Work instructions: The records follow. Count the lines holding "global" and give only the number.

== Available data

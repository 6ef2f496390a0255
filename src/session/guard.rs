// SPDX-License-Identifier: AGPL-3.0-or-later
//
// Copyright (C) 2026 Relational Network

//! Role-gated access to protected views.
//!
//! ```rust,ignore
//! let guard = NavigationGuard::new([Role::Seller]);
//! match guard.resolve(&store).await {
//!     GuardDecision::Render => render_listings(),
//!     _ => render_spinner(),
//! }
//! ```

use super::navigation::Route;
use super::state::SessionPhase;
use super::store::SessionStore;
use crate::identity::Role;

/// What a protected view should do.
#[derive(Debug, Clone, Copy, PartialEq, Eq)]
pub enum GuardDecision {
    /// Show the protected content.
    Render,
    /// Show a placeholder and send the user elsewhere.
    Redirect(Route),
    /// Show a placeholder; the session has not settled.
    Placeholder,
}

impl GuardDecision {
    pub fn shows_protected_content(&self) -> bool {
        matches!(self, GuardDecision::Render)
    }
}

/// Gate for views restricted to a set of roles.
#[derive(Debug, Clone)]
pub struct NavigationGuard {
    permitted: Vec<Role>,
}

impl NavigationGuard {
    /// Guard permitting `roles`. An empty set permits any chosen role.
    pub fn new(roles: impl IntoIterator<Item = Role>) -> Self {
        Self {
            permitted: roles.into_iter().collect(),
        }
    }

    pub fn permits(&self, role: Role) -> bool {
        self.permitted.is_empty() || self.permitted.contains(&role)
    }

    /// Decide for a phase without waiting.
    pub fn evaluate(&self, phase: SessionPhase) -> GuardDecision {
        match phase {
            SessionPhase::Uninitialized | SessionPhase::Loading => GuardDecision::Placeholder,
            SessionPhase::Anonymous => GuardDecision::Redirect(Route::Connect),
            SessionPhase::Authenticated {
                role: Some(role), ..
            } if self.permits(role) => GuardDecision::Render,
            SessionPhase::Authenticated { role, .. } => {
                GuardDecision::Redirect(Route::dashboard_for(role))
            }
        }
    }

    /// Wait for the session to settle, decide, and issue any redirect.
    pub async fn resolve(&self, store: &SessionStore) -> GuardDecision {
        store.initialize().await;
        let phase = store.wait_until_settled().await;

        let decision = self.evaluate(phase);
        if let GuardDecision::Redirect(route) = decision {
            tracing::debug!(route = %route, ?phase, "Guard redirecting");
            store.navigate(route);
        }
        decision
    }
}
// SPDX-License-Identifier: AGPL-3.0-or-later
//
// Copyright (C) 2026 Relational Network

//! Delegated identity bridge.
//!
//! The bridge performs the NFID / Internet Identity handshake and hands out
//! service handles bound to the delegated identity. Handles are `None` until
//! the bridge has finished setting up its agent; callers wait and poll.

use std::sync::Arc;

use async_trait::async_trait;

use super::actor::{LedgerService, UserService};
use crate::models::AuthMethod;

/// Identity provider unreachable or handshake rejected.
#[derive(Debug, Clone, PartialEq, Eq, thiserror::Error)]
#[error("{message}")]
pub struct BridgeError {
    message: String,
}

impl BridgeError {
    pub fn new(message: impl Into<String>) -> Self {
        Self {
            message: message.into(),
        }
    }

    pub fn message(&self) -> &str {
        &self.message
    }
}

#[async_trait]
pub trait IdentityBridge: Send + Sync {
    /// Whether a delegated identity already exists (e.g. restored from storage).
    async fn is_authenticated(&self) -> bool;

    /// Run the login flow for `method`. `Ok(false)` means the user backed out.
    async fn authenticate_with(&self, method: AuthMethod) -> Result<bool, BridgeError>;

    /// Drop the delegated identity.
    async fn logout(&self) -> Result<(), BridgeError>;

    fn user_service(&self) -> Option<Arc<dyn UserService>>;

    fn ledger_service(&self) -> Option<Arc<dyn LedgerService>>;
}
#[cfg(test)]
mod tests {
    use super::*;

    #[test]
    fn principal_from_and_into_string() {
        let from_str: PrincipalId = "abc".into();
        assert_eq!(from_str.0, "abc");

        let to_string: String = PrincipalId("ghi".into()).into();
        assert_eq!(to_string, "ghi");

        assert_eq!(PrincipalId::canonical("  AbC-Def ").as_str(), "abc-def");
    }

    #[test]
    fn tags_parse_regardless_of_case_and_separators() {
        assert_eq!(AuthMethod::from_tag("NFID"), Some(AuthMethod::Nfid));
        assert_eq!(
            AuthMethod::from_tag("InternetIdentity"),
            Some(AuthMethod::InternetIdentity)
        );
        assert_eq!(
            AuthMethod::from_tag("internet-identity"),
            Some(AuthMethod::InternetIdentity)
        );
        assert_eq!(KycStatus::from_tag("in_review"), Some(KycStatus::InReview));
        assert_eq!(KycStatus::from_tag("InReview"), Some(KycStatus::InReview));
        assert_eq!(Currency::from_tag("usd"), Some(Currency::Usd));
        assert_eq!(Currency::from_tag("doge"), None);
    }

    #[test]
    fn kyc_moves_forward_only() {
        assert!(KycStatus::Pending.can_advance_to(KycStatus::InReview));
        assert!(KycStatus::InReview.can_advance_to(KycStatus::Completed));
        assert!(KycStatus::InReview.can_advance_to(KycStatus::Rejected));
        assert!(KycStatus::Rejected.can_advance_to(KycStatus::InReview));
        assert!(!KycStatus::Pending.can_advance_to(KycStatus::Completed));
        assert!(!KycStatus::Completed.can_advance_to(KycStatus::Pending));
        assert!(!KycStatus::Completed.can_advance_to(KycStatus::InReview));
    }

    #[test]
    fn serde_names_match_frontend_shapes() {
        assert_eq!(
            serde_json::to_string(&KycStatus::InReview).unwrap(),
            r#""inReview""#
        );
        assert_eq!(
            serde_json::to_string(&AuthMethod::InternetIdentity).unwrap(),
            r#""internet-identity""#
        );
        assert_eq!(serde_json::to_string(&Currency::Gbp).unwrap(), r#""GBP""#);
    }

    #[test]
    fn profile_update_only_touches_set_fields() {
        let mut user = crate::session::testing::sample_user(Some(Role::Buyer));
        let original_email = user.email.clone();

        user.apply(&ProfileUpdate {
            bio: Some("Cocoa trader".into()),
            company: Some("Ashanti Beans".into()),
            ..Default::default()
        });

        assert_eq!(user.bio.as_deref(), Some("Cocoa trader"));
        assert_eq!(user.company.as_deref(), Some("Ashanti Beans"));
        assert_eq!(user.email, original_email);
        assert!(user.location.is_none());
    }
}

====
== Available data

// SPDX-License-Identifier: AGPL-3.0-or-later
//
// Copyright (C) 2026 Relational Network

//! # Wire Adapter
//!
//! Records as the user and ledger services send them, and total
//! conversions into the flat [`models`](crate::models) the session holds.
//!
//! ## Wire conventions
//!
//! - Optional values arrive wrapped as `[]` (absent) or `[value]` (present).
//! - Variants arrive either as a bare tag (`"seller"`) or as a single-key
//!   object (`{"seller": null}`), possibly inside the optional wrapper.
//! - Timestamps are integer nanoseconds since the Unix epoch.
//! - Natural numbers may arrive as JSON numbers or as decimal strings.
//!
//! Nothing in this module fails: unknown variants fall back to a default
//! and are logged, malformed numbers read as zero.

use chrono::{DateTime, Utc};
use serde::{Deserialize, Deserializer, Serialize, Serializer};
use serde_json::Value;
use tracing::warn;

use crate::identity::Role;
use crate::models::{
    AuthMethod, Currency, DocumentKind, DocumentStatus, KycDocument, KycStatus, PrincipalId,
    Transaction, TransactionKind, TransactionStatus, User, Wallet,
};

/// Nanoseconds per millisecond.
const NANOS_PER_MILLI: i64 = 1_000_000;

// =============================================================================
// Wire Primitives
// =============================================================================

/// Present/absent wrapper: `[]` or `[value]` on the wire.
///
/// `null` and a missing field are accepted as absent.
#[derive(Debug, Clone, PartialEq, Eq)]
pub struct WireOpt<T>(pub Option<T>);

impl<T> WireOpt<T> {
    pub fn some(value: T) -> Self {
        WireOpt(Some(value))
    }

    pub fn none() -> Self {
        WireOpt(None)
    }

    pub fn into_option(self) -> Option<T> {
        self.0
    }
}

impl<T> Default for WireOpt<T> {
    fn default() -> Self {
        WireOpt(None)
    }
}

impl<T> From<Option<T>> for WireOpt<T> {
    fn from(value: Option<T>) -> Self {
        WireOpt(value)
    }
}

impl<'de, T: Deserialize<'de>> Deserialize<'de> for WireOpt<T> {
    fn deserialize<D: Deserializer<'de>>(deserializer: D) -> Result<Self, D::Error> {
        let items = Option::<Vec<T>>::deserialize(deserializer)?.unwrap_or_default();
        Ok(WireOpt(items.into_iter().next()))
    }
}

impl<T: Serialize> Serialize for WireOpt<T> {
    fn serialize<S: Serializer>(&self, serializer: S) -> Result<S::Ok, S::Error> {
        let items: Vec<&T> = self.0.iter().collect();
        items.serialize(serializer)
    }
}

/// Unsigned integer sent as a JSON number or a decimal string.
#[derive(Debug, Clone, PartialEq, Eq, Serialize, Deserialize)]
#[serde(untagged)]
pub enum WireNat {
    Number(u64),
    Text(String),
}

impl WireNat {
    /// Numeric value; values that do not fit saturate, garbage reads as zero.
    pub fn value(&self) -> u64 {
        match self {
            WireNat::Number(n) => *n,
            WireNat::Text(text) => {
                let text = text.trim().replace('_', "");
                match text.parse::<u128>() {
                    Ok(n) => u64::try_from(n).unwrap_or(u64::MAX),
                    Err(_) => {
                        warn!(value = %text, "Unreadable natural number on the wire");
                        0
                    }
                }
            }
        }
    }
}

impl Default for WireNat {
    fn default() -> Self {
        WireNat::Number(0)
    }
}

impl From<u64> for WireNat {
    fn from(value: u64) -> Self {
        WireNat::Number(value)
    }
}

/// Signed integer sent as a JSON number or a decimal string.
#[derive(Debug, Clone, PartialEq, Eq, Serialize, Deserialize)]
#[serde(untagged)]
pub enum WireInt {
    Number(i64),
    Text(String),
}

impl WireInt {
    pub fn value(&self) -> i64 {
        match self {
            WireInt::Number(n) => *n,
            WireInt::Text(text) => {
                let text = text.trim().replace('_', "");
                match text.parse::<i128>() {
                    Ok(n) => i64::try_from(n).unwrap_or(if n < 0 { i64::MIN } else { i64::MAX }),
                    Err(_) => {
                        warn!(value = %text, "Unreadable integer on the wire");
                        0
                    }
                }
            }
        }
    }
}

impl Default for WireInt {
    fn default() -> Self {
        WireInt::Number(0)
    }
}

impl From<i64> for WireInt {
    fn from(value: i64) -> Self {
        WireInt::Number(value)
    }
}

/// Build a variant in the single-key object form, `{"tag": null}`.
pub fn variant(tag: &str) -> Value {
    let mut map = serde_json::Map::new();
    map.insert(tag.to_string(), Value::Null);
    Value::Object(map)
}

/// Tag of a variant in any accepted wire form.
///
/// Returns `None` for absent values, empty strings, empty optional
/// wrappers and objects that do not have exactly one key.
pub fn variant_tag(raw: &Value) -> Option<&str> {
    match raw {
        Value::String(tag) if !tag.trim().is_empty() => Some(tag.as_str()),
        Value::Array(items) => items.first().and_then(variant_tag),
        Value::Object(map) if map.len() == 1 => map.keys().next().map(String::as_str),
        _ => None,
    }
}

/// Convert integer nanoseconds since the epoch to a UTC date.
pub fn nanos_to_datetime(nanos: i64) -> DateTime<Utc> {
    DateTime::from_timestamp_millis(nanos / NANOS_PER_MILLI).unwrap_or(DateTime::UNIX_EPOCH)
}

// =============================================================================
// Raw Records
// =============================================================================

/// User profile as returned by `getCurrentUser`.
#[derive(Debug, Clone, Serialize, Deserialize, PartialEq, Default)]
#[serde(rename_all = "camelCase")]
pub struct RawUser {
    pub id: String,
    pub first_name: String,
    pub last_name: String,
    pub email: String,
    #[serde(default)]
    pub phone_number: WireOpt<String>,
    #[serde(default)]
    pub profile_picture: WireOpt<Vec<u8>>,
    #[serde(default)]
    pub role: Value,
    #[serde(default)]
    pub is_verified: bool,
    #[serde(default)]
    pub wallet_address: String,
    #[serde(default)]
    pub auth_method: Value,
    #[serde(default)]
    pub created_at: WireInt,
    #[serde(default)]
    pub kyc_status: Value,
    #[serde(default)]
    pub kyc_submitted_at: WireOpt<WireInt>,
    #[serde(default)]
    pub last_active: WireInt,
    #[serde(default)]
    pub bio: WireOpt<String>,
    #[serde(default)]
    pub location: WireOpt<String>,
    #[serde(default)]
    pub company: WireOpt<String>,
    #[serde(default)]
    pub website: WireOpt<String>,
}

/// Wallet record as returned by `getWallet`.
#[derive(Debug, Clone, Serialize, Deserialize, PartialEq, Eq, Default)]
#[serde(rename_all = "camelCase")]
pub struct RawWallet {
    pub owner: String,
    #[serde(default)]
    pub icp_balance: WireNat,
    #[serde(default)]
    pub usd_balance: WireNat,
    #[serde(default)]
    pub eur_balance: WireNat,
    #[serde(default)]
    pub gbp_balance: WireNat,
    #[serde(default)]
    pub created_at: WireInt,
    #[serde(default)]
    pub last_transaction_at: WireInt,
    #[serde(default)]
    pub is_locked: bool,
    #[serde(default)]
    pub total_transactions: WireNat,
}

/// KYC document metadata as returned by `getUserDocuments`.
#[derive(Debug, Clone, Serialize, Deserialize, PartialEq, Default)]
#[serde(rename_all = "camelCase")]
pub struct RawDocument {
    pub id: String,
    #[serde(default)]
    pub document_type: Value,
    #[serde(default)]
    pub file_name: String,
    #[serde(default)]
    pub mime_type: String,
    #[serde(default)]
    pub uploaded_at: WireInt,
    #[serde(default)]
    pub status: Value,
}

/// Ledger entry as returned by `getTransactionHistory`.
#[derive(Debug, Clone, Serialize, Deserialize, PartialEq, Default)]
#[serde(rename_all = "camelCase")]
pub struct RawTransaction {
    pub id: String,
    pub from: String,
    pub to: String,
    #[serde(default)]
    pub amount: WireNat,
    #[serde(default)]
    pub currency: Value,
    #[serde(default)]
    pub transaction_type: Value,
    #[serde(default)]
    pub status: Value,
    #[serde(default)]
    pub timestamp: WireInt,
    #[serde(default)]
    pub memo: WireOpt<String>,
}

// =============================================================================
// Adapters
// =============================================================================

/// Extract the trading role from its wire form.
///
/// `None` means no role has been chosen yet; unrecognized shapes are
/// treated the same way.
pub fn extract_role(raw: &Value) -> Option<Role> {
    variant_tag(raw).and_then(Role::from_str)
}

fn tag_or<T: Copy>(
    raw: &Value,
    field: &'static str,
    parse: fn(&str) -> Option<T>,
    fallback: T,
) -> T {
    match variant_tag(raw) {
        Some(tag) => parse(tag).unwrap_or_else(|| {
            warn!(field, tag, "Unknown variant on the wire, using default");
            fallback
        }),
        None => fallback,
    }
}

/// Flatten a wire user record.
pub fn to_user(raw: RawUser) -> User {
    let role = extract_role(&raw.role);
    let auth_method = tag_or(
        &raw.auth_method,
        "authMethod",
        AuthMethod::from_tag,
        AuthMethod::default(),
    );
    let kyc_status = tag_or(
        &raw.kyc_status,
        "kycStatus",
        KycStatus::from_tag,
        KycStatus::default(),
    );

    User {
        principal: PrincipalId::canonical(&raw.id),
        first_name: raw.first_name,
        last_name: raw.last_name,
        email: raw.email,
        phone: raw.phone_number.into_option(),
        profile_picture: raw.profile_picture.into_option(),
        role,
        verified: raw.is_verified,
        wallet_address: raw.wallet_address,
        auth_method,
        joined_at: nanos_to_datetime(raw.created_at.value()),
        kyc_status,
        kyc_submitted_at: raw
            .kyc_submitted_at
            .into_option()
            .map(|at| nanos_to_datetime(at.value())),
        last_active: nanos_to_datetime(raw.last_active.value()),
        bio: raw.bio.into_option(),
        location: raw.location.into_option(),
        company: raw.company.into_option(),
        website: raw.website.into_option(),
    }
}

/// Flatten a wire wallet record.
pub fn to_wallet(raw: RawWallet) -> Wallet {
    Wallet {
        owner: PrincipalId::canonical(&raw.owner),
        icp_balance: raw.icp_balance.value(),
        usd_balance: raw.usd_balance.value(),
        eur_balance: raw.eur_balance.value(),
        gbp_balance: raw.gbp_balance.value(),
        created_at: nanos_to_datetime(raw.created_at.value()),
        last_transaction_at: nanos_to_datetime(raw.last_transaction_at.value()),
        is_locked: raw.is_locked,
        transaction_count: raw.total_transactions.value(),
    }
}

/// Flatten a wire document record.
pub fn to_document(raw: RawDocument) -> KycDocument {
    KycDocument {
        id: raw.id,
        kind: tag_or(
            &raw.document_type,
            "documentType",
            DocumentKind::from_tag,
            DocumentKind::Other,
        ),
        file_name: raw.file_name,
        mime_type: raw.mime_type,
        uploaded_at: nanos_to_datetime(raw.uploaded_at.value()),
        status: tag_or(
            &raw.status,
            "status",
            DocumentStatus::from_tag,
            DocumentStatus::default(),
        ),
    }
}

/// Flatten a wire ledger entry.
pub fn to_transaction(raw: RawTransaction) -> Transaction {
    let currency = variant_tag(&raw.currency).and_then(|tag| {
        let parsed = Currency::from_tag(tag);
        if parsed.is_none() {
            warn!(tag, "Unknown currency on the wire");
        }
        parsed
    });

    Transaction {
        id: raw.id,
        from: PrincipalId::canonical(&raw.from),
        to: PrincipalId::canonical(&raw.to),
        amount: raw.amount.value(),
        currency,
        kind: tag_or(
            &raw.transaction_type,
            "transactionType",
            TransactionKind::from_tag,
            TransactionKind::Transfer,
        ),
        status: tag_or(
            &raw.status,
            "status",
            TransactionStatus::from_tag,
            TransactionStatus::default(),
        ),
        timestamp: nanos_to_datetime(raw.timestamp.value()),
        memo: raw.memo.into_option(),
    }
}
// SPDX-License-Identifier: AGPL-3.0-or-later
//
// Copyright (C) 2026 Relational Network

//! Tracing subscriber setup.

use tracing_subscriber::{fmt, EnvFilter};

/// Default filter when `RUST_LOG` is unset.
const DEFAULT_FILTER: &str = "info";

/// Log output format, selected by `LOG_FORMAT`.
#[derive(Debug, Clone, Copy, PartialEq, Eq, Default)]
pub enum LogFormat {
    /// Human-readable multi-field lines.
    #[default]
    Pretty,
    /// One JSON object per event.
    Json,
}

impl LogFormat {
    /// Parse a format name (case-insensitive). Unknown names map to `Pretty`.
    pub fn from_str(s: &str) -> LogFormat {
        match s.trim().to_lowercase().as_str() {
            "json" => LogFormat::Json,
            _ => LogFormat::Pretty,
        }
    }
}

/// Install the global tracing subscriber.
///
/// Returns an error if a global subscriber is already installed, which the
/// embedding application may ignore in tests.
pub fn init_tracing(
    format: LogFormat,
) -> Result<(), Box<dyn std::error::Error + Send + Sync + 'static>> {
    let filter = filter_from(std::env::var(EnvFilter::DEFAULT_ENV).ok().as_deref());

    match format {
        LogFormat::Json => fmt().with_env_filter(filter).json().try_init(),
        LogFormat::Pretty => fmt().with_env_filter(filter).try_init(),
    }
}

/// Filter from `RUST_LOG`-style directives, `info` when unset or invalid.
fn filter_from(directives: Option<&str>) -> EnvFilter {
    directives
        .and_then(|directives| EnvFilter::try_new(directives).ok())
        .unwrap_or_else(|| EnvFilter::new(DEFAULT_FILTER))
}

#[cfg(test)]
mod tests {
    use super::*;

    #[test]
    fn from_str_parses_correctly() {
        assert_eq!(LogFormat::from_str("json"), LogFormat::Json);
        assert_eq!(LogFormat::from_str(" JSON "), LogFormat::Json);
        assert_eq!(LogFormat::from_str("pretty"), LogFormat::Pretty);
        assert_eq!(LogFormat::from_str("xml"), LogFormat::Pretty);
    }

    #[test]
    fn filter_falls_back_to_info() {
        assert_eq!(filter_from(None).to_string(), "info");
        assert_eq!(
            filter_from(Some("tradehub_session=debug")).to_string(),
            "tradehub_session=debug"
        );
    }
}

====

Solution for this problem: 2